__Data excerpts__:

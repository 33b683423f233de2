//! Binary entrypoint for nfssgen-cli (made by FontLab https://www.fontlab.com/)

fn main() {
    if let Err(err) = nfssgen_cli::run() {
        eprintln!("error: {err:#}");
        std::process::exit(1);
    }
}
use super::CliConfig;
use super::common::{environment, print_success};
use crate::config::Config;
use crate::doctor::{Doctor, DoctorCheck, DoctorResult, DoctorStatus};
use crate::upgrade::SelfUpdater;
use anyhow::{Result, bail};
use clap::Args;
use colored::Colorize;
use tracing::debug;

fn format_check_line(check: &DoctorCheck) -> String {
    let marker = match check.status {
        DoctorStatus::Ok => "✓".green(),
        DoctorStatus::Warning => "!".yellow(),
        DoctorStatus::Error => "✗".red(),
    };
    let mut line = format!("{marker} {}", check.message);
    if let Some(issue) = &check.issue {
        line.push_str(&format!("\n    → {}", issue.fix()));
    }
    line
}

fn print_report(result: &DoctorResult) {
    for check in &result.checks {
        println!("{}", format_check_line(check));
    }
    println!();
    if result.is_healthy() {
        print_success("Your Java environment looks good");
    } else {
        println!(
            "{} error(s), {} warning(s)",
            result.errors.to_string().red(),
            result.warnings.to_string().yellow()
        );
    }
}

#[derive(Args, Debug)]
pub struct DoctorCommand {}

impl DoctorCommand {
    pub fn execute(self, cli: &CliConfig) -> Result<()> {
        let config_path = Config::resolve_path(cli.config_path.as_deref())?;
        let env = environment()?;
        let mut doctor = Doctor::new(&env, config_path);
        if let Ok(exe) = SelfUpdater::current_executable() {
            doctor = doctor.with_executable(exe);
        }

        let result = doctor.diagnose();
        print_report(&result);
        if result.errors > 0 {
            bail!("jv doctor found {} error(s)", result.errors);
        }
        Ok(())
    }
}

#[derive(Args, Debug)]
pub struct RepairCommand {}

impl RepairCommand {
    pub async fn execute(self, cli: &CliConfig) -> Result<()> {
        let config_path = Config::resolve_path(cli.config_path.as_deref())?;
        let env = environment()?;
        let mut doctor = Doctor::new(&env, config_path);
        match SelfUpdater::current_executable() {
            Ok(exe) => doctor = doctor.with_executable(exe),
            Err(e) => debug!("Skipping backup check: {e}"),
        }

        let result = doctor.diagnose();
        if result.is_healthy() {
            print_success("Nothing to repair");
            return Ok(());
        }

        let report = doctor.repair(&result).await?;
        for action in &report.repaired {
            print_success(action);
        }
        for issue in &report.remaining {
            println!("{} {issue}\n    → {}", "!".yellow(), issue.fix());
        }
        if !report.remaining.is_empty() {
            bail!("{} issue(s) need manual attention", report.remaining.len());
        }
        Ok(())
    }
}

...

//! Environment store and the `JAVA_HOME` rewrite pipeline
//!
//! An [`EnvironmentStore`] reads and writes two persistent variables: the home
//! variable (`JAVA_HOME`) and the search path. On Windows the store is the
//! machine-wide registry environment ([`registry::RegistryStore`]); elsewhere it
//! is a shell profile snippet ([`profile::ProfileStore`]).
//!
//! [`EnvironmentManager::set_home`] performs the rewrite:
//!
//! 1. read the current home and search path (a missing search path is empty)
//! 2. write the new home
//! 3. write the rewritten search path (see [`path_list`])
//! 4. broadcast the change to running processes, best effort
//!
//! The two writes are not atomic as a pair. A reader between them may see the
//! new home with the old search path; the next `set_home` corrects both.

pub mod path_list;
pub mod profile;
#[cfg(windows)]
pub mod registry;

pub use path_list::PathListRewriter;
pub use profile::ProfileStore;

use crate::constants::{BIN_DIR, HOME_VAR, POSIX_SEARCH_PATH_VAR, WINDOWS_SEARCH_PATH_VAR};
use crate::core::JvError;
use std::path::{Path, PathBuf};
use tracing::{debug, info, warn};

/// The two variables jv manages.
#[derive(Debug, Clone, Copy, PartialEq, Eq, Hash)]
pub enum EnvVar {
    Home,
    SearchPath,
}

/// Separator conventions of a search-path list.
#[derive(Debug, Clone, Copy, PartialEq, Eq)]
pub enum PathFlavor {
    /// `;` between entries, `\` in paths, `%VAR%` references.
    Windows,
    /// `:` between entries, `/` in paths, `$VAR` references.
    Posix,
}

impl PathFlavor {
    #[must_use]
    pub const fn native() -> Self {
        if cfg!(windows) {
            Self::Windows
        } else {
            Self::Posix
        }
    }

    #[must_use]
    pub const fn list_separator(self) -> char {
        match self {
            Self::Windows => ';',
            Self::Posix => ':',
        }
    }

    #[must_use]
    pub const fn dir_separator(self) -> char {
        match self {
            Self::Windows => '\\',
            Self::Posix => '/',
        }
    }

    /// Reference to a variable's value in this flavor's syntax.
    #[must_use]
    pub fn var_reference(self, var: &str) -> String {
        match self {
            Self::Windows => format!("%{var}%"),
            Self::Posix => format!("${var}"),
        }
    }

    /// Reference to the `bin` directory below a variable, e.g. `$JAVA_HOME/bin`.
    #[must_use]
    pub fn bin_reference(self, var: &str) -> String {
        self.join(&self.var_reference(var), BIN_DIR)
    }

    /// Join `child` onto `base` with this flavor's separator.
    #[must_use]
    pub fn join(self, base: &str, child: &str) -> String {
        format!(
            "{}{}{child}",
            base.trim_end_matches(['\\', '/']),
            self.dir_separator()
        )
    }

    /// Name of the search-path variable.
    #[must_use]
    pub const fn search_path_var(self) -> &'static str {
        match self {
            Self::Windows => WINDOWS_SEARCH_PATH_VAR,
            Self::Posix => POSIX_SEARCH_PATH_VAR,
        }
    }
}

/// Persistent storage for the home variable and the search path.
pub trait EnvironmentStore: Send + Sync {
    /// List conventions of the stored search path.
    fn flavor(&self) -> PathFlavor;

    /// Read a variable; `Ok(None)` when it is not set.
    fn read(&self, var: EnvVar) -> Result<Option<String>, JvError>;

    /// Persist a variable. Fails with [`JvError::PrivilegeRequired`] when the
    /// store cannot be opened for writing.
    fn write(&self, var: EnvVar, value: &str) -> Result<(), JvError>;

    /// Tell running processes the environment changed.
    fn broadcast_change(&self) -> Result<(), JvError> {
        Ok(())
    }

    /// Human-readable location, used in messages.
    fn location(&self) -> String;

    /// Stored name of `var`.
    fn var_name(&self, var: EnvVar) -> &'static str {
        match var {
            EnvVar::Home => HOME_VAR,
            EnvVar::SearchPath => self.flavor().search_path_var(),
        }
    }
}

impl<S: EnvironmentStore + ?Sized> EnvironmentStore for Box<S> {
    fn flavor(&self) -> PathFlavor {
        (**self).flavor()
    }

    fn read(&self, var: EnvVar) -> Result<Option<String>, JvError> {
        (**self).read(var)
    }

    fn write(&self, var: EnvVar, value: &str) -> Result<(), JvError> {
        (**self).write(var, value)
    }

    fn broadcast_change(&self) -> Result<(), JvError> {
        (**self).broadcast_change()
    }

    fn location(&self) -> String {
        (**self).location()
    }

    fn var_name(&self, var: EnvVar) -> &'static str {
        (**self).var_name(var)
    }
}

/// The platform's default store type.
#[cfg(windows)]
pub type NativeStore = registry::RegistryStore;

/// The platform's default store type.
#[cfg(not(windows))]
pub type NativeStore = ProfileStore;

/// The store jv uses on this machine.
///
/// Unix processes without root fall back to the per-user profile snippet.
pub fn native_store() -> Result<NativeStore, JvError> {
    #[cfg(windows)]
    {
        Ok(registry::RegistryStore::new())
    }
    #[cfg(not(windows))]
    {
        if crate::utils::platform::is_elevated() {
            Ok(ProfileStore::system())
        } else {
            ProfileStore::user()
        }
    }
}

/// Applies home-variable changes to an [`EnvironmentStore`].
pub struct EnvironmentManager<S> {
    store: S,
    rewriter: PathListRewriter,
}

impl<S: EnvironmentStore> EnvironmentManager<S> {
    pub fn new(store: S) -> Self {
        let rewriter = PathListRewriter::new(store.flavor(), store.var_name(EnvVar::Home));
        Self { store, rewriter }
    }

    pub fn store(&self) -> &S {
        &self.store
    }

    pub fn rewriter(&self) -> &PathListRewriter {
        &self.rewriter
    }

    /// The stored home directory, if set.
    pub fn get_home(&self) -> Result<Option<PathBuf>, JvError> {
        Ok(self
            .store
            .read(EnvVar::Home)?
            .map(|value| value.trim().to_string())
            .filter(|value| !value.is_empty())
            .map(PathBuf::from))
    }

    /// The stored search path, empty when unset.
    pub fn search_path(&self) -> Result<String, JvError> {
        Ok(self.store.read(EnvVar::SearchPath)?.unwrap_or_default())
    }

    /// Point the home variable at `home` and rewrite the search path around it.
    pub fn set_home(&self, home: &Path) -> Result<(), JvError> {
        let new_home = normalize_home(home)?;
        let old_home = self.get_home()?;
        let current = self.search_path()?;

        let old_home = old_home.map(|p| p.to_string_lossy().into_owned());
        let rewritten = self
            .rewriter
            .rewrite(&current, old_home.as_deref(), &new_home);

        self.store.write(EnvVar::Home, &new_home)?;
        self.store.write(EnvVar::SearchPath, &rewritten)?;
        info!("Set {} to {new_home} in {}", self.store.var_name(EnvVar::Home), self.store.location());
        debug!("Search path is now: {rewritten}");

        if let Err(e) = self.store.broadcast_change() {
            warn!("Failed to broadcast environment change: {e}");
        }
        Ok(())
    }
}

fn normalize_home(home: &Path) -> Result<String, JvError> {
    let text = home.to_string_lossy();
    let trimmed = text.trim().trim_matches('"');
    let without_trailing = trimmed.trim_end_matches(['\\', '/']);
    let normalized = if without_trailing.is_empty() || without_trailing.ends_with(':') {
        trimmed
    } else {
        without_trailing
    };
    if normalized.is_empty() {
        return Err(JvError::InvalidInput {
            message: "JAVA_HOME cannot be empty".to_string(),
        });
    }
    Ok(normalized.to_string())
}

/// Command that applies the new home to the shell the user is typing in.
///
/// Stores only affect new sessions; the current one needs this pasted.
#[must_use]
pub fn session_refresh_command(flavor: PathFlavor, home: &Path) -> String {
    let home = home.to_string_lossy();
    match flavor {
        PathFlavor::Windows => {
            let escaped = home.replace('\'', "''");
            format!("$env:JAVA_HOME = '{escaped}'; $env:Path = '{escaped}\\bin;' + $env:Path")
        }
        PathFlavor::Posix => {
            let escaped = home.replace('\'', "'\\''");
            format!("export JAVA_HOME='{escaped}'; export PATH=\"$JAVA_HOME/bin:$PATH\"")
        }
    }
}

__Action item__: For each line above that carries the word "DoctorResult", copy it out.

__Exercise response__:
use crate::doctor::{Doctor, DoctorCheck, DoctorResult, DoctorStatus};
fn print_report(result: &DoctorResult) {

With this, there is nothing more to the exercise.